* Your task
Write out the entries below exactly. End with the line that contains "context with no".

* Materials provided
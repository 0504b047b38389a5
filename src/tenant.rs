//! Tenant (site) context of an incoming call.

use crate::config::Config;

/// The environment a sync runs in: which site the caller is on and what
/// content types that site has registered.
pub trait TenantContext: Send + Sync {
    /// Identifier of the current site, if one could be resolved.
    fn current_site(&self) -> Option<i64>;

    fn current_tenant_matches(&self, designated: i64) -> bool {
        self.current_site() == Some(designated)
    }

    fn post_type_registered(&self, post_type: &str) -> bool;
}

/// Site context resolved from configuration for one request.
#[derive(Debug, Clone)]
pub struct SiteContext {
    site_id: Option<i64>,
    post_types: Vec<String>,
}

impl SiteContext {
    /// Resolves `site_id` (falling back to `server.default_site`) against
    /// the configured sites. An unknown site yields a context with no
    /// registered post types.
    pub fn resolve(config: &Config, site_id: Option<i64>) -> Self {
        let site_id = site_id.or(config.server.default_site);
        let post_types = site_id
            .and_then(|id| config.site(id))
            .map(|site| site.post_types.clone())
            .unwrap_or_default();
        Self {
            site_id,
            post_types,
        }
    }

    /// Context for a caller whose site could not be identified.
    pub fn unknown() -> Self {
        Self {
            site_id: None,
            post_types: Vec::new(),
        }
    }

    /// Context for the designated documentation site, used by the CLI.
    pub fn docs_site(config: &Config) -> Self {
        Self::resolve(config, Some(config.docs.site_id))
    }
}

impl TenantContext for SiteContext {
    fn current_site(&self) -> Option<i64> {
        self.site_id
    }

    fn post_type_registered(&self, post_type: &str) -> bool {
        self.post_types.iter().any(|p| p == post_type)
    }
}

#[cfg(test)]
mod tests {
    use super::*;
    use crate::config::parse_config;

    fn config() -> Config {
        parse_config(
            r#"
[db]
path = "/tmp/gateway.sqlite"

[server]
bind = "127.0.0.1:0"
default_site = 1

[[sites]]
id = 1
name = "main"
post_types = ["post", "page"]

[[sites]]
id = 2
name = "docs"
post_types = ["documentation"]

[docs]
site_id = 2
"#,
        )
        .unwrap()
    }

    #[test]
    fn test_header_site_wins_over_default() {
        let ctx = SiteContext::resolve(&config(), Some(2));
        assert!(ctx.current_tenant_matches(2));
        assert!(ctx.post_type_registered("documentation"));
    }

    #[test]
    fn test_default_site_used_when_absent() {
        let ctx = SiteContext::resolve(&config(), None);
        assert_eq!(ctx.current_site(), Some(1));
        assert!(!ctx.current_tenant_matches(2));
        assert!(!ctx.post_type_registered("documentation"));
    }

    #[test]
    fn test_unknown_site_has_no_types() {
        let ctx = SiteContext::resolve(&config(), Some(77));
        assert!(!ctx.post_type_registered("post"));
    }

    #[test]
    fn test_unknown_matches_nothing() {
        let ctx = SiteContext::unknown();
        assert!(!ctx.current_tenant_matches(2));
        assert_eq!(ctx.current_site(), None);
    }

    #[test]
    fn test_docs_site() {
        let ctx = SiteContext::docs_site(&config());
        assert!(ctx.current_tenant_matches(2));
    }
}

* Task result
repository 0504b047b38389a5
filename src/tenant.rs
//! Tenant (site) context of an incoming call.

use crate::config::Config;

/// The environment a sync runs in: which site the caller is on and what
/// content types that site has registered.
pub trait TenantContext: Send + Sync {
    /// Identifier of the current site, if one could be resolved.
    fn current_site(&self) -> Option<i64>;

    fn current_tenant_matches(&self, designated: i64) -> bool {
        self.current_site() == Some(designated)
    }

    fn post_type_registered(&self, post_type: &str) -> bool;
}

/// Site context resolved from configuration for one request.
#[derive(Debug, Clone)]
pub struct SiteContext {
    site_id: Option<i64>,
    post_types: Vec<String>,
}

impl SiteContext {
    /// Resolves `site_id` (falling back to `server.default_site`) against
    /// the configured sites. An unknown site yields a context with no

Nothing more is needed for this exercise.